Par Gabrielle Rousseau et Vickie Vincent pour Le bruit des plumes – Recherche : Karine Vincent pour Les Compagnons de la mise en valeur du patrimoine vivant de Trois-Pistoles

 Prière du patineur
En 2015, sous l’initiative de la politique culturelle de la MRC des Basques, les Compagnons de la mise en valeur du patrimoine vivant de Trois-Pistoles mettaient en branle un projet d’enquête patrimoniale. De dévoués enquêteurs sont partis à la chasse au trésor à travers la MRC pour extirper des fonds des tiroirs de précieux bouts de souvenirs, des instants d’incurable nostalgie, de grands moments de bonheur oublié. Porteuse de ces histoires, l’équipe vous propose de suivre sa chronique où elle présente le fruit de ses recherches en vous racontant Les Basques.

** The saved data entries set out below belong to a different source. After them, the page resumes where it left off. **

// ==== Periodic tick ====

#[test]
fn delayed_start_fires_when_the_ping_never_answers() {
    let config = SessionConfig { ping_with_options: true, ..SessionConfig::default() };
    let core = core_with(config);
    let factory = MockOpFactory::new();
    let session = outgoing_session(&core, None, RecordingListener::new(), factory.clone());
    session.initiate_outgoing("", None).unwrap();

    // The INVITE is deferred behind the OPTIONS ping.
    assert_eq!(session.state(), CallState::OutgoingInit);
    assert!(factory.last_op().is_none());
    assert_eq!(factory.last_ping_op().unwrap().command_count("ping"), 1);

    let start = session.log().start_time();
    session.iterate(start + 2, true);
    assert_eq!(session.state(), CallState::OutgoingInit);

    // Start the call even though the OPTIONS reply never arrived.
    session.iterate(start + 5, true);
    assert_eq!(session.state(), CallState::OutgoingProgress);
    assert_eq!(factory.last_op().unwrap().command_count("invite"), 1);
}

#[test]
fn ping_reply_releases_the_deferred_invite() {
    let config = SessionConfig { ping_with_options: true, ..SessionConfig::default() };
    let core = core_with(config);
    let factory = MockOpFactory::new();
    let session = outgoing_session(&core, None, RecordingListener::new(), factory.clone());
    session.initiate_outgoing("", None).unwrap();
    assert_eq!(session.state(), CallState::OutgoingInit);

    // The ping reply fixed our routable contact.
    factory.last_ping_op().unwrap().script_contact(Some(Address::new("sip:caller@198.51.100.7:5062")));
    session.on_ping_reply();

    assert_eq!(session.state(), CallState::OutgoingProgress);
    let op = factory.last_op().unwrap();
    assert_eq!(op.command_count("invite"), 1);
    assert_eq!(op.contact_address().unwrap().uri(), "sip:caller@198.51.100.7:5062");
}

#[test]
fn ring_timeout_checks_are_reported_while_ringing() {
    let core = core();
    let listener = RecordingListener::new();
    let factory = MockOpFactory::new();
    let op = MockCallOp::new();
    let session = incoming_session(&core, listener.clone(), factory, op);
    session.start_incoming_notification(true);

    session.iterate(10, true);
    session.iterate(11, true);
    assert_eq!(listener.timeout_checks.load(Ordering::SeqCst), 2);

    session.accept(None).unwrap();
    session.iterate(12, true);
    assert_eq!(listener.timeout_checks.load(Ordering::SeqCst), 2);
}

#[test]
fn in_call_timeout_terminates_the_session() {
    let config = SessionConfig { in_call_timeout: 60, ..SessionConfig::default() };
    let core = core_with(config);
    let factory = MockOpFactory::new();
    let op = MockCallOp::new();
    let session = incoming_session(&core, RecordingListener::new(), factory, op.clone());
    session.start_incoming_notification(true);
    session.accept(None).unwrap();
    session.on_ack_received(&[]);

    let connected = session.log().connected_time();
    session.iterate(connected + 30, true);
    assert_eq!(session.state(), CallState::StreamsRunning);

    session.iterate(connected + 61, true);
    assert_eq!(session.state(), CallState::End);
    assert_eq!(op.command_count("terminate"), 1);
}

// ==== Miscellaneous surfaces ====

#[test]
fn info_messages_carry_headers_and_content() {
    let core = core();
    let listener = RecordingListener::new();
    let factory = MockOpFactory::new();
    let op = MockCallOp::new();
    op.script_received_headers(vec![("X-Custom".to_string(), "1".to_string())]);
    let session = incoming_session(&core, listener.clone(), factory, op);
    session.start_incoming_notification(true);
    session.accept(None).unwrap();

    session.on_info_received(Some(opencomm_session_core::Content::new("application/dtmf-relay", "Signal=5")));

    let infos = listener.infos();
    assert_eq!(infos.len(), 1);
    assert_eq!(infos[0].headers, vec![("X-Custom".to_string(), "1".to_string())]);
    assert_eq!(infos[0].content.as_ref().unwrap().content_type, "application/dtmf-relay");
}
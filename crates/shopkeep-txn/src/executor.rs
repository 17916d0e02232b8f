// SPDX-FileCopyrightText: 2026 Shopkeep Contributors
// SPDX-License-Identifier: MIT OR Apache-2.0

//! Transaction executor: runs caller work inside a store transaction with a
//! deadline, bounded retries and compensation on definitive failure.
//!
//! Work is a closure producing a boxed future that borrows the open
//! transaction, so it can be invoked once per attempt:
//!
//! ```ignore
//! let result = executor
//!     .execute(
//!         |txn| Box::pin(async move {
//!             txn.put("orders", "o-1", json!({"status": "pending"})).await
//!         }),
//!         &TransactionOptions::default(),
//!     )
//!     .await;
//! ```

use std::panic::AssertUnwindSafe;
use std::sync::Arc;
use std::time::Duration;

use futures::FutureExt;
use futures::future::BoxFuture;
use tokio::time::{Instant, timeout_at};
use tracing::{debug, info, warn};

use shopkeep_core::traits::store::is_valid_savepoint_name;
use shopkeep_core::{ShopkeepError, StoreTxn, TransactionalStore, panic_message};

use crate::compensation::run_compensations;
use crate::options::TransactionOptions;
use crate::result::TransactionResult;

/// Runs work closures against a [`TransactionalStore`].
///
/// Cheap to clone; clones share the store.
#[derive(Clone)]
pub struct TransactionExecutor {
    store: Arc<dyn TransactionalStore>,
}

impl TransactionExecutor {
    pub fn new(store: Arc<dyn TransactionalStore>) -> Self {
        Self { store }
    }

    pub fn store(&self) -> &Arc<dyn TransactionalStore> {
        &self.store
    }

    /// Run `work` in a fresh transaction per attempt.
    ///
    /// Each attempt begins a transaction, runs `work` and commits. A failed
    /// attempt (error, panic or failed commit) is rolled back and retried
    /// after `retry_interval`, up to `retry_count` more times. A timeout is
    /// never retried. Once no attempt is left, every compensation runs.
    pub async fn execute<F>(&self, work: F, options: &TransactionOptions) -> TransactionResult
    where
        F: for<'a> Fn(&'a mut dyn StoreTxn) -> BoxFuture<'a, Result<(), ShopkeepError>>
            + Send
            + Sync,
    {
        let started = Instant::now();
        let deadline = started + options.timeout;
        let mut attempts = 0;

        let error = loop {
            attempts += 1;
            let error = match self.attempt(&work, options, deadline).await {
                Ok(()) => {
                    if options.log_enabled {
                        debug!(attempts, "transaction committed");
                    }
                    return TransactionResult::succeeded(attempts, started.elapsed());
                }
                Err(e) => e,
            };
            if options.log_enabled {
                warn!(attempt = attempts, error = %error, "transaction attempt failed");
            }
            if error.is_timeout() || attempts > options.retry_count {
                break error;
            }
            if let Err(timeout) = wait_before_retry(options, deadline).await {
                break timeout;
            }
        };

        self.fail(error, attempts, started.elapsed(), options).await
    }

    /// Run `work` inside savepoint `name` of a transaction opened for this
    /// call. Retries roll back to the savepoint instead of reopening the
    /// transaction. On success the transaction is committed.
    pub async fn execute_with_savepoint<F>(
        &self,
        work: F,
        name: &str,
        options: &TransactionOptions,
    ) -> TransactionResult
    where
        F: for<'a> Fn(&'a mut dyn StoreTxn) -> BoxFuture<'a, Result<(), ShopkeepError>>
            + Send
            + Sync,
    {
        let started = Instant::now();
        if let Err(e) = check_savepoint_name(name) {
            return TransactionResult::failed(e, 0, started.elapsed(), None);
        }
        let deadline = started + options.timeout;

        let mut txn = match self.begin(options, deadline).await {
            Ok(txn) => txn,
            Err(e) => {
                if options.log_enabled {
                    warn!(savepoint = name, error = %e, "could not open transaction");
                }
                return self.fail(e, 0, started.elapsed(), options).await;
            }
        };

        let (outcome, attempts) =
            run_in_savepoint(txn.as_mut(), &work, name, options, deadline).await;
        let outcome = match outcome {
            Ok(()) => txn.commit().await,
            Err(e) => {
                rollback_logged(txn).await;
                Err(e)
            }
        };

        match outcome {
            Ok(()) => {
                if options.log_enabled {
                    debug!(savepoint = name, attempts, "savepoint work committed");
                }
                TransactionResult::succeeded(attempts, started.elapsed())
            }
            Err(e) => self.fail(e, attempts, started.elapsed(), options).await,
        }
    }

    /// Run `work` inside savepoint `name` of a transaction the caller owns.
    ///
    /// On failure only the savepoint's work is undone; everything the caller
    /// did in `txn` before stays and the caller may continue and commit. On
    /// success the savepoint is released. Committing is left to the caller.
    pub async fn execute_in_savepoint<F>(
        &self,
        txn: &mut dyn StoreTxn,
        work: F,
        name: &str,
        options: &TransactionOptions,
    ) -> TransactionResult
    where
        F: for<'a> Fn(&'a mut dyn StoreTxn) -> BoxFuture<'a, Result<(), ShopkeepError>>
            + Send
            + Sync,
    {
        let started = Instant::now();
        if let Err(e) = check_savepoint_name(name) {
            return TransactionResult::failed(e, 0, started.elapsed(), None);
        }
        let deadline = started + options.timeout;

        match run_in_savepoint(txn, &work, name, options, deadline).await {
            (Ok(()), attempts) => TransactionResult::succeeded(attempts, started.elapsed()),
            (Err(e), attempts) => self.fail(e, attempts, started.elapsed(), options).await,
        }
    }

    async fn begin(
        &self,
        options: &TransactionOptions,
        deadline: Instant,
    ) -> Result<Box<dyn StoreTxn>, ShopkeepError> {
        timeout_at(deadline, self.store.begin(options.isolation))
            .await
            .map_err(|_| ShopkeepError::Timeout {
                duration: options.timeout,
            })?
    }

    async fn attempt<F>(
        &self,
        work: &F,
        options: &TransactionOptions,
        deadline: Instant,
    ) -> Result<(), ShopkeepError>
    where
        F: for<'a> Fn(&'a mut dyn StoreTxn) -> BoxFuture<'a, Result<(), ShopkeepError>>
            + Send
            + Sync,
    {
        let mut txn = self.begin(options, deadline).await?;
        match run_work(work, txn.as_mut(), options.timeout, deadline).await {
            Ok(()) => txn.commit().await,
            Err(e) => {
                rollback_logged(txn).await;
                Err(e)
            }
        }
    }

    async fn fail(
        &self,
        error: ShopkeepError,
        attempts: u32,
        elapsed: Duration,
        options: &TransactionOptions,
    ) -> TransactionResult {
        if options.log_enabled {
            info!(
                attempts,
                error = %error,
                compensations = options.compensations.len(),
                "transaction failed, running compensations"
            );
        }
        let reports = run_compensations(&options.compensations, options.log_enabled).await;
        TransactionResult::failed(error, attempts, elapsed, Some(reports))
    }
}

/// Savepoint body shared by both savepoint entry points. Returns the outcome
/// and the number of times `work` was started. On failure the savepoint's
/// work has been undone and the savepoint released.
async fn run_in_savepoint<F>(
    txn: &mut dyn StoreTxn,
    work: &F,
    name: &str,
    options: &TransactionOptions,
    deadline: Instant,
) -> (Result<(), ShopkeepError>, u32)
where
    F: for<'a> Fn(&'a mut dyn StoreTxn) -> BoxFuture<'a, Result<(), ShopkeepError>> + Send + Sync,
{
    if let Err(e) = txn.savepoint(name).await {
        return (Err(e), 0);
    }

    let mut attempts = 0;
    let error = loop {
        attempts += 1;
        let error = match run_work(work, &mut *txn, options.timeout, deadline).await {
            Ok(()) => match txn.release_savepoint(name).await {
                Ok(()) => return (Ok(()), attempts),
                Err(e) => e,
            },
            Err(e) => e,
        };
        if options.log_enabled {
            warn!(savepoint = name, attempt = attempts, error = %error, "savepoint attempt failed");
        }
        if error.is_timeout() || attempts > options.retry_count {
            break error;
        }
        if let Err(e) = txn.rollback_to_savepoint(name).await {
            break e;
        }
        if let Err(timeout) = wait_before_retry(options, deadline).await {
            break timeout;
        }
    };

    // ROLLBACK TO keeps the savepoint open; RELEASE then discards it.
    let undone = match txn.rollback_to_savepoint(name).await {
        Ok(()) => txn.release_savepoint(name).await,
        Err(e) => Err(e),
    };
    if let Err(e) = undone {
        warn!(savepoint = name, error = %e, "failed to roll back savepoint");
    }
    (Err(error), attempts)
}

/// Run one invocation of `work`, bounded by `deadline`, with panics turned
/// into [`ShopkeepError::Panicked`].
async fn run_work<F>(
    work: &F,
    txn: &mut dyn StoreTxn,
    timeout: Duration,
    deadline: Instant,
) -> Result<(), ShopkeepError>
where
    F: for<'a> Fn(&'a mut dyn StoreTxn) -> BoxFuture<'a, Result<(), ShopkeepError>> + Send + Sync,
{
    let guarded = AssertUnwindSafe(async move { work(txn).await }).catch_unwind();
    match timeout_at(deadline, guarded).await {
        Ok(Ok(outcome)) => outcome,
        Ok(Err(payload)) => Err(ShopkeepError::Panicked(panic_message(payload.as_ref()))),
        Err(_) => Err(ShopkeepError::Timeout { duration: timeout }),
    }
}

/// Sleep `retry_interval`, or fail with a timeout if the deadline comes first.
async fn wait_before_retry(
    options: &TransactionOptions,
    deadline: Instant,
) -> Result<(), ShopkeepError> {
    timeout_at(deadline, tokio::time::sleep(options.retry_interval))
        .await
        .map_err(|_| ShopkeepError::Timeout {
            duration: options.timeout,
        })
}

async fn rollback_logged(txn: Box<dyn StoreTxn>) {
    if let Err(e) = txn.rollback().await {
        warn!(error = %e, "transaction rollback failed");
    }
}

fn check_savepoint_name(name: &str) -> Result<(), ShopkeepError> {
    if is_valid_savepoint_name(name) {
        Ok(())
    } else {
        Err(ShopkeepError::InvalidArgument(format!(
            "invalid savepoint name `{name}`"
        )))
    }
}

Pour les habitants de la MRC des Basques, la patinoire extérieure a longtemps joui d’un statut d’activité sacro-sainte, de tradition intouchable. On aurait même eu ouï-dire, dans le brouhaha des échos de cabane de fortune, que patiner constituait un joyau patrimonial sur un pied d’égalité avec la religion elle-même. Et si ces irréductibles patineurs du passé, du littoral jusqu’au Haut-Pays, égayés par la vue d’une folle première neige, s’agenouillaient et rassemblaient leurs mains pour prier une divinité des glaces? Qu’implorerait leur prière?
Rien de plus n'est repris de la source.